Problem details
Here are some records. Print all of them exactly.

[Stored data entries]
════

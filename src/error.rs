//! Domain-specific error types for the deployment engine.
//!
//! Library modules return [`DodotError`] (via the [`Result`] alias) while the
//! command layer at the CLI boundary converts to [`anyhow::Error`] with the
//! standard `?` operator.
//!
//! # Error taxonomy
//!
//! ```text
//! DodotError
//! ├── Config              dotfiles root, config files, data-dir lock
//! ├── NotFound            requested packs absent
//! ├── Rule                malformed pattern, unknown handler
//! ├── ActionGeneration    handler refused a match
//! ├── Fs                  filesystem primitive failed
//! ├── Execution           external command failed
//! ├── Consistency         link points somewhere unexpected
//! ├── Cancelled           cooperative cancel (carries partial context)
//! ├── ActionsFailed       aggregate per-action failure (carries context)
//! └── Internal            invariant violation
//! ```

use std::fmt;
use std::path::PathBuf;

use thiserror::Error;

use crate::context::ExecutionContext;

/// Convenience alias used throughout the library.
pub type Result<T, E = DodotError> = std::result::Result<T, E>;

/// Closed classification of [`DodotError`] variants.
///
/// Used for exit codes and for per-action error records, which must be
/// cloneable and therefore cannot hold the error itself.
#[derive(Debug, Clone, Copy, PartialEq, Eq, Hash)]
pub enum ErrorKind {
    /// Bad or missing dotfiles root, unreadable configuration.
    Config,
    /// Requested pack not present.
    NotFound,
    /// Malformed pattern or unknown handler name.
    Rule,
    /// A handler refused a match.
    ActionGeneration,
    /// Underlying filesystem operation failed.
    Fs,
    /// External command returned non-zero or could not be launched.
    Execution,
    /// Intermediate or user link points somewhere unexpected.
    Consistency,
    /// Cooperatively cancelled.
    Cancelled,
    /// Invariant violation.
    Internal,
}

impl ErrorKind {
    /// Process exit code for a failure of this kind.
    ///
    /// `2` for configuration and discovery problems, `3` for cancellation,
    /// `1` for everything that happened while executing.
    #[must_use]
    pub const fn exit_code(self) -> u8 {
        match self {
            Self::Config | Self::NotFound | Self::Rule => 2,
            Self::Cancelled => 3,
            Self::ActionGeneration
            | Self::Fs
            | Self::Execution
            | Self::Consistency
            | Self::Internal => 1,
        }
    }

    /// Short machine-friendly tag (e.g. `"consistency"`).
    #[must_use]
    pub const fn as_str(self) -> &'static str {
        match self {
            Self::Config => "configuration",
            Self::NotFound => "not-found",
            Self::Rule => "rule-evaluation",
            Self::ActionGeneration => "action-generation",
            Self::Fs => "fs",
            Self::Execution => "execution",
            Self::Consistency => "consistency",
            Self::Cancelled => "cancelled",
            Self::Internal => "internal",
        }
    }
}

impl fmt::Display for ErrorKind {
    fn fmt(&self, f: &mut fmt::Formatter<'_>) -> fmt::Result {
        f.write_str(self.as_str())
    }
}

/// Top-level error type for the deployment engine.
#[derive(Error, Debug)]
pub enum DodotError {
    /// Bad or missing dotfiles root, unreadable config, lock held elsewhere.
    #[error("configuration error: {message}")]
    Config {
        /// Human-readable description.
        message: String,
        /// File or directory involved, when known.
        path: Option<PathBuf>,
    },

    /// One or more requested packs could not be found.
    #[error("pack(s) not found: {} (searched {root}, resolved from {source_desc})", .packs.join(", "))]
    NotFound {
        /// Names that did not resolve.
        packs: Vec<String>,
        /// Dotfiles root that was searched.
        root: String,
        /// Where the root came from (explicit, env, git, fallback cwd).
        source_desc: String,
    },

    /// A rule could not be evaluated.
    #[error("rule error for pattern '{pattern}': {message}")]
    Rule {
        /// Pattern as written in the config.
        pattern: String,
        /// What went wrong.
        message: String,
    },

    /// A handler refused a match.
    #[error("handler '{handler}' refused {}: {reason}", .path.display())]
    ActionGeneration {
        /// Handler name.
        handler: String,
        /// Source path of the refused match.
        path: PathBuf,
        /// Reason given by the handler.
        reason: String,
    },

    /// A filesystem primitive failed.
    #[error("{op} {}: {source}", .path.display())]
    Fs {
        /// Operation name (e.g. `"symlink"`).
        op: &'static str,
        /// Path the operation targeted.
        path: PathBuf,
        /// Underlying I/O error.
        source: std::io::Error,
    },

    /// An external command failed.
    #[error("command '{command}' failed{}: {stderr}", .code.map_or_else(String::new, |c| format!(" (exit {c})")))]
    Execution {
        /// Rendered command line.
        command: String,
        /// Exit code, if the process exited normally.
        code: Option<i32>,
        /// Trimmed stderr, or a launch/timeout description.
        stderr: String,
    },

    /// A path is not in the state the engine expects and will not be touched.
    #[error("refusing to modify {}: {message}", .path.display())]
    Consistency {
        /// The path that is in an unexpected state.
        path: PathBuf,
        /// Description of the unexpected state.
        message: String,
    },

    /// The run was cancelled; `context` holds everything finished before.
    #[error("cancelled")]
    Cancelled {
        /// Partial results.
        context: Box<ExecutionContext>,
    },

    /// Some actions failed; `context` holds the full result set.
    #[error("{failed} action(s) failed")]
    ActionsFailed {
        /// Number of failed actions.
        failed: usize,
        /// Populated results, including successes.
        context: Box<ExecutionContext>,
    },

    /// An internal invariant was violated.
    #[error("internal error: {0}")]
    Internal(String),
}

impl DodotError {
    /// Classify this error.
    #[must_use]
    pub const fn kind(&self) -> ErrorKind {
        match self {
            Self::Config { .. } => ErrorKind::Config,
            Self::NotFound { .. } => ErrorKind::NotFound,
            Self::Rule { .. } => ErrorKind::Rule,
            Self::ActionGeneration { .. } => ErrorKind::ActionGeneration,
            Self::Fs { .. } => ErrorKind::Fs,
            Self::Execution { .. } | Self::ActionsFailed { .. } => ErrorKind::Execution,
            Self::Consistency { .. } => ErrorKind::Consistency,
            Self::Cancelled { .. } => ErrorKind::Cancelled,
            Self::Internal(_) => ErrorKind::Internal,
        }
    }

    /// The execution context attached to aggregate errors, if any.
    #[must_use]
    pub fn context(&self) -> Option<&ExecutionContext> {
        match self {
            Self::Cancelled { context } | Self::ActionsFailed { context, .. } => Some(context),
            _ => None,
        }
    }

    /// Shorthand for a configuration error.
    pub fn config(message: impl Into<String>, path: Option<PathBuf>) -> Self {
        Self::Config {
            message: message.into(),
            path,
        }
    }

    /// Shorthand for a filesystem error.
    pub fn fs(op: &'static str, path: impl Into<PathBuf>, source: std::io::Error) -> Self {
        Self::Fs {
            op,
            path: path.into(),
            source,
        }
    }

    /// Shorthand for a consistency error.
    pub fn consistency(path: impl Into<PathBuf>, message: impl Into<String>) -> Self {
        Self::Consistency {
            path: path.into(),
            message: message.into(),
        }
    }
}

/// Cloneable record of a per-action failure.
#[derive(Debug, Clone, PartialEq, Eq)]
pub struct ActionError {
    /// Category of the failure.
    pub kind: ErrorKind,
    /// Rendered error message.
    pub message: String,
}

impl From<&DodotError> for ActionError {
    fn from(err: &DodotError) -> Self {
        Self {
            kind: err.kind(),
            message: err.to_string(),
        }
    }
}

impl From<DodotError> for ActionError {
    fn from(err: DodotError) -> Self {
        Self::from(&err)
    }
}

impl fmt::Display for ActionError {
    fn fmt(&self, f: &mut fmt::Formatter<'_>) -> fmt::Result {
        write!(f, "[{}] {}", self.kind, self.message)
    }
}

════

Answer for the task
filename src/error.rs
//! Domain-specific error types for the deployment engine.
//!
//! Library modules return [`DodotError`] (via the [`Result`] alias) while the
//! command layer at the CLI boundary converts to [`anyhow::Error`] with the
//! standard `?` operator.
//!
//! # Error taxonomy
//!
//! ```text
//! DodotError
//! ├── Config              dotfiles root, config files, data-dir lock
//! ├── NotFound            requested packs absent
//! ├── Rule                malformed pattern, unknown handler
//! ├── ActionGeneration    handler refused a match
//! ├── Fs                  filesystem primitive failed
//! ├── Execution           external command failed
//! ├── Consistency         link points somewhere unexpected
//! ├── Cancelled           cooperative cancel (carries partial context)
//! ├── ActionsFailed       aggregate per-action failure (carries context)
//! └── Internal            invariant violation
//! ```

use std::fmt;
use std::path::PathBuf;

use thiserror::Error;

use crate::context::ExecutionContext;

/// Convenience alias used throughout the library.
pub type Result<T, E = DodotError> = std::result::Result<T, E>;

/// Closed classification of [`DodotError`] variants.
///
/// Used for exit codes and for per-action error records, which must be
/// cloneable and therefore cannot hold the error itself.
#[derive(Debug, Clone, Copy, PartialEq, Eq, Hash)]
pub enum ErrorKind {
    /// Bad or missing dotfiles root, unreadable configuration.
    Config,
    /// Requested pack not present.
    NotFound,
    /// Malformed pattern or unknown handler name.
    Rule,
    /// A handler refused a match.
    ActionGeneration,
    /// Underlying filesystem operation failed.
    Fs,
    /// External command returned non-zero or could not be launched.
    Execution,
    /// Intermediate or user link points somewhere unexpected.
    Consistency,
    /// Cooperatively cancelled.
    Cancelled,
    /// Invariant violation.
    Internal,
}

impl ErrorKind {
    /// Process exit code for a failure of this kind.
    ///
    /// `2` for configuration and discovery problems, `3` for cancellation,
    /// `1` for everything that happened while executing.
    #[must_use]
    pub const fn exit_code(self) -> u8 {
        match self {
            Self::Config | Self::NotFound | Self::Rule => 2,
            Self::Cancelled => 3,
            Self::ActionGeneration
            | Self::Fs
            | Self::Execution
            | Self::Consistency
            | Self::Internal => 1,
        }
    }

    /// Short machine-friendly tag (e.g. `"consistency"`).
    #[must_use]
    pub const fn as_str(self) -> &'static str {
        match self {
            Self::Config => "configuration",
            Self::NotFound => "not-found",
            Self::Rule => "rule-evaluation",
            Self::ActionGeneration => "action-generation",
            Self::Fs => "fs",
            Self::Execution => "execution",
            Self::Consistency => "consistency",
            Self::Cancelled => "cancelled",
            Self::Internal => "internal",
        }
    }
}

impl fmt::Display for ErrorKind {
    fn fmt(&self, f: &mut fmt::Formatter<'_>) -> fmt::Result {
        f.write_str(self.as_str())
    }
}

/// Top-level error type for the deployment engine.
#[derive(Error, Debug)]
pub enum DodotError {
    /// Bad or missing dotfiles root, unreadable config, lock held elsewhere.
    #[error("configuration error: {message}")]
    Config {
        /// Human-readable description.
        message: String,
        /// File or directory involved, when known.
        path: Option<PathBuf>,
    },

    /// One or more requested packs could not be found.
    #[error("pack(s) not found: {} (searched {root}, resolved from {source_desc})", .packs.join(", "))]
    NotFound {
        /// Names that did not resolve.
        packs: Vec<String>,
        /// Dotfiles root that was searched.
        root: String,
        /// Where the root came from (explicit, env, git, fallback cwd).
        source_desc: String,
    },

    /// A rule could not be evaluated.
    #[error("rule error for pattern '{pattern}': {message}")]
    Rule {
        /// Pattern as written in the config.
        pattern: String,
        /// What went wrong.
        message: String,
    },

    /// A handler refused a match.
    #[error("handler '{handler}' refused {}: {reason}", .path.display())]
    ActionGeneration {
        /// Handler name.
        handler: String,
        /// Source path of the refused match.
        path: PathBuf,
        /// Reason given by the handler.
        reason: String,
    },

    /// A filesystem primitive failed.
    #[error("{op} {}: {source}", .path.display())]
    Fs {
        /// Operation name (e.g. `"symlink"`).
        op: &'static str,
        /// Path the operation targeted.
        path: PathBuf,
        /// Underlying I/O error.
        source: std::io::Error,
    },

    /// An external command failed.
    #[error("command '{command}' failed{}: {stderr}", .code.map_or_else(String::new, |c| format!(" (exit {c})")))]
    Execution {
        /// Rendered command line.
        command: String,
        /// Exit code, if the process exited normally.
        code: Option<i32>,
        /// Trimmed stderr, or a launch/timeout description.
        stderr: String,
    },

    /// A path is not in the state the engine expects and will not be touched.
    #[error("refusing to modify {}: {message}", .path.display())]
    Consistency {
        /// The path that is in an unexpected state.
        path: PathBuf,
        /// Description of the unexpected state.
        message: String,
    },

    /// The run was cancelled; `context` holds everything finished before.
    #[error("cancelled")]
    Cancelled {
        /// Partial results.
        context: Box<ExecutionContext>,
    },

    /// Some actions failed; `context` holds the full result set.
    #[error("{failed} action(s) failed")]
    ActionsFailed {
        /// Number of failed actions.
        failed: usize,
        /// Populated results, including successes.
        context: Box<ExecutionContext>,
    },

    /// An internal invariant was violated.
    #[error("internal error: {0}")]
    Internal(String),
}

impl DodotError {
    /// Classify this error.
    #[must_use]
    pub const fn kind(&self) -> ErrorKind {
        match self {
            Self::Config { .. } => ErrorKind::Config,
            Self::NotFound { .. } => ErrorKind::NotFound,
            Self::Rule { .. } => ErrorKind::Rule,
            Self::ActionGeneration { .. } => ErrorKind::ActionGeneration,
            Self::Fs { .. } => ErrorKind::Fs,
            Self::Execution { .. } | Self::ActionsFailed { .. } => ErrorKind::Execution,
            Self::Consistency { .. } => ErrorKind::Consistency,
            Self::Cancelled { .. } => ErrorKind::Cancelled,
            Self::Internal(_) => ErrorKind::Internal,
        }
    }

    /// The execution context attached to aggregate errors, if any.
    #[must_use]
    pub fn context(&self) -> Option<&ExecutionContext> {
        match self {
            Self::Cancelled { context } | Self::ActionsFailed { context, .. } => Some(context),
            _ => None,
        }
    }

    /// Shorthand for a configuration error.
    pub fn config(message: impl Into<String>, path: Option<PathBuf>) -> Self {
        Self::Config {
            message: message.into(),
            path,
        }
    }

    /// Shorthand for a filesystem error.
    pub fn fs(op: &'static str, path: impl Into<PathBuf>, source: std::io::Error) -> Self {
        Self::Fs {
            op,
            path: path.into(),
            source,
        }
    }

    /// Shorthand for a consistency error.
    pub fn consistency(path: impl Into<PathBuf>, message: impl Into<String>) -> Self {
        Self::Consistency {
            path: path.into(),
            message: message.into(),
        }
    }
}

/// Cloneable record of a per-action failure.
#[derive(Debug, Clone, PartialEq, Eq)]
pub struct ActionError {
    /// Category of the failure.
    pub kind: ErrorKind,
    /// Rendered error message.
    pub message: String,
}

impl From<&DodotError> for ActionError {
    fn from(err: &DodotError) -> Self {
        Self {
            kind: err.kind(),
            message: err.to_string(),
        }
    }
}

impl From<DodotError> for ActionError {
    fn from(err: DodotError) -> Self {
        Self::from(&err)
    }
}

impl fmt::Display for ActionError {
    fn fmt(&self, f: &mut fmt::Formatter<'_>) -> fmt::Result {
        write!(f, "[{}] {}", self.kind, self.message)
    }
}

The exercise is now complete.